L'actuel gouvernement de Benjamin Netanyahou a pleinement assumé son intention de doubler le nombre de colons pour le porter à un million. Soutenu par des courants sionistes prônant l'annexion pure et simple de la Cisjordanie, le Premier ministre réélu affirmait le 30 mai dernier : « Les Palestiniens, une fois déradicalisés, doivent avoir une autonomie […], pas le pouvoir de menacer Israël. » Il explique donc avoir bloqué depuis des décennies « l'établissement d'un État palestinien qui mettrait en péril notre existence. » Demandant à Emmanuel Macron de considérer la possibilité d'une situation analogue avec la banlieue parisienne, il affirmait récemment : « Imaginez qu'il y ait des milliers de terroristes qui veuillent détruire Paris, tuer des citoyens français, conquérir la France, vous ne suggéreriez pas cela. »

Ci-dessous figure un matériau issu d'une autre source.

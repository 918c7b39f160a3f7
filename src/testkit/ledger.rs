//! Mock ledger with scripted submissions, finalizations, and balances.

use std::collections::{HashMap, VecDeque};
use std::sync::atomic::{AtomicU32, Ordering};

use async_trait::async_trait;
use parking_lot::Mutex;
use rust_decimal::Decimal;

use crate::domain::TokenSymbol;
use crate::error::Result;
use crate::port::{Ledger, Transaction, TxRecord, TxSignature};

/// Ledger whose responses are all pre-loaded by the test.
///
/// Submissions pop scripted results (defaulting to `Ok(tx-<n>)` when the
/// queue is exhausted), finalized lookups read a fixed record map, and
/// balance reads pop a queue, returning `None` once it runs dry.
pub struct ScriptedLedger {
    submit_results: Mutex<VecDeque<Result<TxSignature>>>,
    finalized: Mutex<HashMap<String, TxRecord>>,
    balances: Mutex<VecDeque<Decimal>>,
    submitted: Mutex<Vec<Transaction>>,
    submit_count: AtomicU32,
}

impl ScriptedLedger {
    pub fn new() -> Self {
        Self {
            submit_results: Mutex::new(VecDeque::new()),
            finalized: Mutex::new(HashMap::new()),
            balances: Mutex::new(VecDeque::new()),
            submitted: Mutex::new(Vec::new()),
            submit_count: AtomicU32::new(0),
        }
    }

    pub fn with_submit_results(self, results: Vec<Result<TxSignature>>) -> Self {
        *self.submit_results.lock() = results.into();
        self
    }

    /// Mark `signature` as finalized with the given log lines.
    pub fn with_finalized(self, signature: &str, logs: Vec<&str>) -> Self {
        self.finalized.lock().insert(
            signature.to_string(),
            TxRecord {
                logs: logs.into_iter().map(str::to_string).collect(),
            },
        );
        self
    }

    /// Script the sequence of anchor balance reads.
    pub fn with_balances(self, balances: Vec<Decimal>) -> Self {
        *self.balances.lock() = balances.into();
        self
    }

    pub fn submit_count(&self) -> u32 {
        self.submit_count.load(Ordering::SeqCst)
    }

    /// Every submitted transaction, in call order.
    pub fn submitted(&self) -> Vec<Transaction> {
        self.submitted.lock().clone()
    }
}

impl Default for ScriptedLedger {
    fn default() -> Self {
        Self::new()
    }
}

#[async_trait]
impl Ledger for ScriptedLedger {
    async fn submit(&self, tx: &Transaction) -> Result<TxSignature> {
        let sequence = self.submit_count.fetch_add(1, Ordering::SeqCst) + 1;
        self.submitted.lock().push(tx.clone());
        self.submit_results
            .lock()
            .pop_front()
            .unwrap_or_else(|| Ok(TxSignature(format!("tx-{sequence}"))))
    }

    async fn get_finalized(&self, signature: &TxSignature) -> Result<Option<TxRecord>> {
        Ok(self.finalized.lock().get(signature.as_str()).cloned())
    }

    async fn token_balance(&self, _token: &TokenSymbol) -> Result<Option<Decimal>> {
        Ok(self.balances.lock().pop_front())
    }
}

Il faut dire que le pogrom du 7 octobre 2023 perpétré par le Hamas et le déclenchement de la guerre, toujours en cours, ont exacerbé les tensions. Israël craint plus que jamais la montée de l'islamisme en Cisjordanie. Certes, la région est gouvernée par le Fatah, mouvement rival du Hamas, mais ce dernier bénéficie du soutien d'une large frange de la société palestinienne. Entouré de pays arabes contre lesquels il a régulièrement été en guerre depuis 1948, l'État hébreu souhaite neutraliser les menaces les plus proches. Plus il y a de colonies juives sous protection militaire en territoire palestinien, mieux Israël pense empêcher la formation effective d'un État hostile et cohérent sur le plan géographique.